Is Bank of Ireland leading the way for UK banks?



The Bank of Ireland is making some bold moves that the UK banks have to be curious to see whether they are successful. From November customers with the Bank of Ireland will need to maintain a current account balance above 3000 Euros (£2400) to avoid paying charges for banking services. The UK banks will certainly be interested to see how customers react to this, what is essentially an end to free-banking for a large proportion of the Bank of Ireland customers. There are two obvious outcomes from this move. Some customers will simply accept the charges  and some will leave, either for other banks and building societies or will join the ranks of the unbanked. The customers who stay  with the bank will become more profitable, certainly a requirement for the bank to overcome the problems it continues to face as a result of the financial crisis. However will the bank be less profitable as a result of the customers leaving? The majority of the customers who will take their banking relationship elsewhere will be those with low current account balances, arguably some of the least profitable customers they have, so the bank may not be that upset to see them leave. Indeed the Bank of Ireland may actually be delighted to see these customers joining competitors taking up their rivals time and resources.

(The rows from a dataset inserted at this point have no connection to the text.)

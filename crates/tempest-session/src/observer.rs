//! Long-lived disconnect observer.
//!
//! Re-subscribes to the disconnect hub of every cycle and reports each
//! terminated session exactly once. Stream services use this to reset their
//! per-session bookkeeping.

use crate::domain::message::DisconnectCause;
use crate::ports::outbound::Connector;
use crate::service::SessionState;
use parking_lot::Mutex;
use std::io;
use std::sync::atomic::{AtomicBool, Ordering};
use std::sync::Arc;
use std::thread::{self, JoinHandle};
use tempest_bus::Canceller;
use tracing::debug;

/// Background thread invoking a callback once per terminated session.
///
/// Stopped explicitly with [`stop`](Self::stop) or on drop.
pub struct DisconnectObserver {
    stopping: Arc<AtomicBool>,
    current: Arc<Mutex<Option<Canceller>>>,
    worker: Option<JoinHandle<()>>,
}

impl DisconnectObserver {
    /// Start observing `state`.
    ///
    /// The observer keeps `state` alive until it is stopped.
    pub fn spawn<C, F>(state: &SessionState<C>, mut on_disconnect: F) -> io::Result<Self>
    where
        C: Connector,
        F: FnMut(DisconnectCause) + Send + 'static,
    {
        let stopping = Arc::new(AtomicBool::new(false));
        let current: Arc<Mutex<Option<Canceller>>> = Arc::new(Mutex::new(None));
        let buffer = state.config().observer_buffer;

        let worker = {
            let state = state.clone();
            let stopping = Arc::clone(&stopping);
            let current = Arc::clone(&current);
            thread::Builder::new()
                .name(format!("{}-observer", state.config().label))
                .spawn(move || {
                    while !stopping.load(Ordering::SeqCst) {
                        let mut events = state.disconnect_events(buffer);
                        *current.lock() = Some(events.canceller());
                        if stopping.load(Ordering::SeqCst) {
                            break;
                        }

                        // `None` means a new cycle began without a cause for
                        // this one (or the observer is stopping).
                        if let Some(cause) = events.blocking_recv() {
                            debug!(cause = cause.label(), "Observed session end");
                            on_disconnect(cause);
                        }
                        current.lock().take();
                    }
                    debug!("Disconnect observer stopped");
                })?
        };

        Ok(Self {
            stopping,
            current,
            worker: Some(worker),
        })
    }

    /// Stop the observer and wait for it to exit.
    ///
    /// Calling this from inside the callback does not wait.
    pub fn stop(&mut self) {
        self.stopping.store(true, Ordering::SeqCst);
        if let Some(canceller) = self.current.lock().take() {
            canceller.cancel();
        }

        if let Some(worker) = self.worker.take() {
            if worker.thread().id() != thread::current().id() {
                let _ = worker.join();
            }
        }
    }

    /// Whether the observer thread is still running.
    pub fn is_running(&self) -> bool {
        self.worker.as_ref().is_some_and(|w| !w.is_finished())
    }
}

impl Drop for DisconnectObserver {
    fn drop(&mut self) {
        self.stop();
    }
}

The second bold move on the part of the Bank of Ireland is to reduce over the counter cash services in 40 branches to only three days a week. In these branches on the days when a teller service is not available customers will be able to use self-service devices. The Bank of Ireland argues that in their successful pilots 80% of over the counter cash transactions can be serviced by other banking channels. When you examine the personal customers that continue to use teller executed cash transactions the vast majority will fall into the low current account balance segment that will be hit by the introduction of bank charges, those who are currently unprofitable and therefore those that the bank wants to either pay their way or are happy to see leave. However it is the business customers who carry out the majority of over the counter cash transactions and these are, generally, profitable customers. It is these customers that the Bank of Ireland will want to retain and hope to do so by persuading them to either use self-services machines, other banking channels or restrict their cash transactions to Mondays, Tuesdays and/or Fridays. Of course ultimately if customers can live without tellers for two days a week the Bank of Ireland must be hopeing that in the end they live without them at all.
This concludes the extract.